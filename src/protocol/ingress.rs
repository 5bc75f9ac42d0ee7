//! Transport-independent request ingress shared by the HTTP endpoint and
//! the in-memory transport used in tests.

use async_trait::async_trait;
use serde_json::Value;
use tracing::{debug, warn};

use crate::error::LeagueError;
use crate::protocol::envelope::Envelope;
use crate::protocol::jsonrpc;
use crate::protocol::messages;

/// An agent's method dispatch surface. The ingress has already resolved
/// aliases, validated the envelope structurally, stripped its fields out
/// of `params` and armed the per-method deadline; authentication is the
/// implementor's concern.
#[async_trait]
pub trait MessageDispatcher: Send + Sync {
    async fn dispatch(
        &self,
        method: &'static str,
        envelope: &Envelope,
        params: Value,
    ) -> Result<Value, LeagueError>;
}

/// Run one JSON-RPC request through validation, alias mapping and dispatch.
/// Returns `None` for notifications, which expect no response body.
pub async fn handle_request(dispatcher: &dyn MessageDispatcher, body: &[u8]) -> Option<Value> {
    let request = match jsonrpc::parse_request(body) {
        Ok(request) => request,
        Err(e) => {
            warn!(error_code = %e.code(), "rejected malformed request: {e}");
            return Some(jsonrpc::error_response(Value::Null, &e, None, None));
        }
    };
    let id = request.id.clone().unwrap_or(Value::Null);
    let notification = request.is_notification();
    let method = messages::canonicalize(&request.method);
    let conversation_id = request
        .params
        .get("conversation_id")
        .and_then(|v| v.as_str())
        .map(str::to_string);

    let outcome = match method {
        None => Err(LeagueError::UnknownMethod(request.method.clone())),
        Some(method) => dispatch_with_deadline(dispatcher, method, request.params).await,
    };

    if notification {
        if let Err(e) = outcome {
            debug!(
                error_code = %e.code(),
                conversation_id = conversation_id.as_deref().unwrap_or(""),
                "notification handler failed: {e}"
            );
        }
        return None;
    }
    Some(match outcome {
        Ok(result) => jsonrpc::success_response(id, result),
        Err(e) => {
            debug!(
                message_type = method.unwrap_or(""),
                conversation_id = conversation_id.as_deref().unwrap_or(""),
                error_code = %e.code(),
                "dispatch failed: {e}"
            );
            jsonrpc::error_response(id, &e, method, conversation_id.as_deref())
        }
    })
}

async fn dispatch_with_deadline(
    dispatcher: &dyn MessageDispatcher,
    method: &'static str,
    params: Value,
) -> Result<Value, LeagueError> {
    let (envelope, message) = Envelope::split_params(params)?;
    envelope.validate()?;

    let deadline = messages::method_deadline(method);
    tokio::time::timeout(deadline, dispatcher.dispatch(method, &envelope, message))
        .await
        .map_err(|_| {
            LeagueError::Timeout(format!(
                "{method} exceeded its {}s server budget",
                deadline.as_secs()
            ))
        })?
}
★ ★ ★ ★ ★
**TO DO**
Only the lines from the one that contains "return None;" to the end of the entries above should be given again, exactly and in full.

**EXERCISE ANSWER**
        return None;
    }
    Some(match outcome {
        Ok(result) => jsonrpc::success_response(id, result),
        Err(e) => {
            debug!(
                message_type = method.unwrap_or(""),
                conversation_id = conversation_id.as_deref().unwrap_or(""),
                error_code = %e.code(),
                "dispatch failed: {e}"
            );
            jsonrpc::error_response(id, &e, method, conversation_id.as_deref())
        }
    })
}

async fn dispatch_with_deadline(
    dispatcher: &dyn MessageDispatcher,
    method: &'static str,
    params: Value,
) -> Result<Value, LeagueError> {
    let (envelope, message) = Envelope::split_params(params)?;
    envelope.validate()?;

    let deadline = messages::method_deadline(method);
    tokio::time::timeout(deadline, dispatcher.dispatch(method, &envelope, message))
        .await
        .map_err(|_| {
            LeagueError::Timeout(format!(
                "{method} exceeded its {}s server budget",
                deadline.as_secs()
            ))
        })?
}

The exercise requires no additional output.